*** Records for this exercise Section Begins ***

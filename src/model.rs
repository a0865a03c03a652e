/// Node, Reading, ThresholdConfig, NotificationEntry, Scenario, Intensity, DashboardError
/// core data structures and error handling
///
/// Core data types for the flood simulation dashboard.
///
/// This module defines the shared domain model imported by all other modules.
/// It contains no scheduling, no I/O, and no randomness: only types and the
/// range normalization every writer of a reading goes through.

use serde::{Deserialize, Serialize};
use std::fmt;
use std::str::FromStr;

// ---------------------------------------------------------------------------
// Physical ranges
// ---------------------------------------------------------------------------

/// Lowest representable water level, in meters.
pub const LEVEL_MIN: f64 = 0.0;

/// Highest representable water level, in meters.
pub const LEVEL_MAX: f64 = 10.0;

/// Lowest representable flow rate, in meters per second.
pub const FLOW_MIN: f64 = 0.0;

/// Highest representable flow rate, in meters per second.
pub const FLOW_MAX: f64 = 5.0;

/// Stable identifier assigned by the node store.
pub type NodeId = u32;

/// Clamps a water level into `[LEVEL_MIN, LEVEL_MAX]`.
pub fn clamp_level(value: f64) -> f64 {
    value.clamp(LEVEL_MIN, LEVEL_MAX)
}

/// Clamps a flow rate into `[FLOW_MIN, FLOW_MAX]`.
pub fn clamp_flow(value: f64) -> f64 {
    value.clamp(FLOW_MIN, FLOW_MAX)
}

// ---------------------------------------------------------------------------
// Reading types
// ---------------------------------------------------------------------------

/// WGS84 position of a sensor site.
#[derive(Debug, Clone, Copy, PartialEq, Serialize, Deserialize)]
pub struct Position {
    pub lat: f64,
    pub lng: f64,
}

impl Position {
    pub fn new(lat: f64, lng: f64) -> Self {
        Self { lat, lng }
    }
}

/// The two values a node reports: water level (m) and water flow (m/s).
///
/// Always inside the physical ranges once constructed. Out-of-range finite
/// input is normalized, never rejected; non-finite input is rejected by
/// [`Reading::new`].
#[derive(Debug, Clone, Copy, PartialEq, Serialize, Deserialize)]
#[serde(rename_all = "camelCase")]
pub struct Reading {
    pub water_level: f64,
    pub water_flow: f64,
}

impl Reading {
    /// Validates and normalizes operator-supplied values.
    pub fn new(water_level: f64, water_flow: f64) -> Result<Self, DashboardError> {
        let water_level = finite_reading("waterLevel", water_level)?;
        let water_flow = finite_reading("waterFlow", water_flow)?;
        Ok(Self::clamped(water_level, water_flow))
    }

    /// Normalizes simulator output into the physical ranges.
    pub fn clamped(water_level: f64, water_flow: f64) -> Self {
        Self {
            water_level: clamp_level(water_level),
            water_flow: clamp_flow(water_flow),
        }
    }
}

/// Rejects NaN and infinities for a named reading field.
pub fn finite_reading(field: &'static str, value: f64) -> Result<f64, DashboardError> {
    if value.is_finite() {
        Ok(value)
    } else {
        Err(DashboardError::InvalidReading { field, value })
    }
}

/// A simulated sensor site.
///
/// Serialized flat (`id, name, lat, lng, waterLevel, waterFlow`) so the
/// persisted node list keeps the dashboard's storage shape.
#[derive(Debug, Clone, PartialEq, Serialize, Deserialize)]
#[serde(rename_all = "camelCase")]
pub struct Node {
    pub id: NodeId,
    pub name: String,
    #[serde(flatten)]
    pub position: Position,
    pub water_level: f64,
    pub water_flow: f64,
}

impl Node {
    pub fn reading(&self) -> Reading {
        Reading {
            water_level: self.water_level,
            water_flow: self.water_flow,
        }
    }

    pub fn set_reading(&mut self, reading: Reading) {
        self.water_level = reading.water_level;
        self.water_flow = reading.water_flow;
    }

    /// Whether the map and table badge this node as "Critical".
    pub fn is_critical(&self, level_threshold: f64) -> bool {
        self.water_level > level_threshold
    }
}

// ---------------------------------------------------------------------------
// Threshold types
// ---------------------------------------------------------------------------

/// Default critical water level, in meters.
pub const DEFAULT_LEVEL_THRESHOLD: f64 = 5.0;

/// Default low-flow threshold, in meters per second.
pub const DEFAULT_FLOW_THRESHOLD: f64 = 1.0;

/// Process-wide alerting configuration.
///
/// Changing a threshold never re-evaluates existing nodes; it only affects
/// the next comparison.
#[derive(Debug, Clone, Copy, PartialEq)]
pub struct ThresholdConfig {
    pub level_threshold: f64,
    pub flow_threshold: f64,
    pub level_warnings_enabled: bool,
    pub flow_warnings_enabled: bool,
}

impl Default for ThresholdConfig {
    fn default() -> Self {
        Self {
            level_threshold: DEFAULT_LEVEL_THRESHOLD,
            flow_threshold: DEFAULT_FLOW_THRESHOLD,
            level_warnings_enabled: true,
            flow_warnings_enabled: true,
        }
    }
}

// ---------------------------------------------------------------------------
// Notification types
// ---------------------------------------------------------------------------

/// One immutable entry in the notification log.
#[derive(Debug, Clone, PartialEq, Eq, Serialize, Deserialize)]
pub struct NotificationEntry {
    /// Milliseconds since the Unix epoch at append time, bumped if needed
    /// to stay strictly increasing.
    pub id: u64,
    pub message: String,
    /// Local wall-clock time, e.g. "5/1/2024, 1:00:00 PM".
    pub timestamp: String,
}

// ---------------------------------------------------------------------------
// Hazard scenario types
// ---------------------------------------------------------------------------

/// The named hydrological failure modes the hazard engine can replay.
#[derive(Debug, Clone, Copy, PartialEq, Eq, Hash, Serialize, Deserialize)]
#[serde(rename_all = "kebab-case")]
pub enum Scenario {
    HeavyRain,
    FlashFlood,
    Blockage,
    Recovery,
}

impl Scenario {
    pub const ALL: [Scenario; 4] = [
        Scenario::HeavyRain,
        Scenario::FlashFlood,
        Scenario::Blockage,
        Scenario::Recovery,
    ];

    /// Wire name, e.g. `heavy-rain`.
    pub fn key(&self) -> &'static str {
        match self {
            Scenario::HeavyRain => "heavy-rain",
            Scenario::FlashFlood => "flash-flood",
            Scenario::Blockage => "blockage",
            Scenario::Recovery => "recovery",
        }
    }

    /// Display name, e.g. `Heavy Rain`.
    pub fn label(&self) -> &'static str {
        match self {
            Scenario::HeavyRain => "Heavy Rain",
            Scenario::FlashFlood => "Flash Flood",
            Scenario::Blockage => "Blockage",
            Scenario::Recovery => "Recovery",
        }
    }
}

impl fmt::Display for Scenario {
    fn fmt(&self, f: &mut fmt::Formatter<'_>) -> fmt::Result {
        write!(f, "{}", self.key())
    }
}

impl FromStr for Scenario {
    type Err = DashboardError;

    fn from_str(s: &str) -> Result<Self, Self::Err> {
        let wanted = s.trim().to_ascii_lowercase().replace('_', "-");
        Scenario::ALL
            .into_iter()
            .find(|scenario| scenario.key() == wanted)
            .ok_or_else(|| DashboardError::UnknownScenario(s.to_string()))
    }
}

/// Scale applied to every magnitude term of a scenario formula.
#[derive(Debug, Clone, Copy, PartialEq, Eq, Hash, Serialize, Deserialize)]
#[serde(rename_all = "lowercase")]
pub enum Intensity {
    Low,
    Medium,
    High,
}

impl Intensity {
    pub fn multiplier(&self) -> f64 {
        match self {
            Intensity::Low => 1.0,
            Intensity::Medium => 1.5,
            Intensity::High => 2.5,
        }
    }

    /// Capitalized display name.
    pub fn label(&self) -> &'static str {
        match self {
            Intensity::Low => "Low",
            Intensity::Medium => "Medium",
            Intensity::High => "High",
        }
    }
}

impl fmt::Display for Intensity {
    fn fmt(&self, f: &mut fmt::Formatter<'_>) -> fmt::Result {
        match self {
            Intensity::Low => write!(f, "low"),
            Intensity::Medium => write!(f, "medium"),
            Intensity::High => write!(f, "high"),
        }
    }
}

impl FromStr for Intensity {
    type Err = DashboardError;

    fn from_str(s: &str) -> Result<Self, Self::Err> {
        match s.trim().to_ascii_lowercase().as_str() {
            "low" => Ok(Intensity::Low),
            "medium" => Ok(Intensity::Medium),
            "high" => Ok(Intensity::High),
            _ => Err(DashboardError::UnknownIntensity(s.to_string())),
        }
    }
}

// ---------------------------------------------------------------------------
// Error types
// ---------------------------------------------------------------------------

/// Errors surfaced by dashboard operations.
///
/// All of them are local refusals: the rejected operation leaves every
/// piece of state untouched.
#[derive(Debug, Clone, PartialEq)]
pub enum DashboardError {
    /// No node with this id exists in the store.
    NodeNotFound(NodeId),
    /// A hazard scenario is already running.
    HazardAlreadyActive,
    /// A stop was requested while no hazard scenario is running.
    HazardNotActive,
    /// A level or flow value was NaN or infinite.
    InvalidReading { field: &'static str, value: f64 },
    /// A threshold value was NaN or infinite.
    InvalidThreshold { field: &'static str, value: f64 },
    /// Hazard durations must be finite and strictly positive.
    InvalidDuration(f64),
    /// The operation requires a logged-in operator.
    NotAuthenticated(String),
    /// Login credentials did not match.
    AccessDenied,
    UnknownScenario(String),
    UnknownIntensity(String),
}

impl fmt::Display for DashboardError {
    fn fmt(&self, f: &mut fmt::Formatter<'_>) -> fmt::Result {
        match self {
            DashboardError::NodeNotFound(id) => write!(f, "Node not found: {}", id),
            DashboardError::HazardAlreadyActive => {
                write!(f, "A hazard simulation is already active")
            }
            DashboardError::HazardNotActive => write!(f, "No hazard simulation is active"),
            DashboardError::InvalidReading { field, value } => {
                write!(f, "Invalid {}: {}", field, value)
            }
            DashboardError::InvalidThreshold { field, value } => {
                write!(f, "Invalid {} threshold: {}", field, value)
            }
            DashboardError::InvalidDuration(secs) => {
                write!(f, "Invalid hazard duration: {}s", secs)
            }
            DashboardError::NotAuthenticated(msg) => write!(f, "{}", msg),
            DashboardError::AccessDenied => write!(f, "Invalid username or password"),
            DashboardError::UnknownScenario(name) => write!(f, "Unknown scenario: {}", name),
            DashboardError::UnknownIntensity(name) => write!(f, "Unknown intensity: {}", name),
        }
    }
}

impl std::error::Error for DashboardError {}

*** Records for this exercise Section Ends ***

**What this task involves:**
Throughout the listing, how many lines contain the string "representable"? Give the number on its own.

**Exercise solution:**
4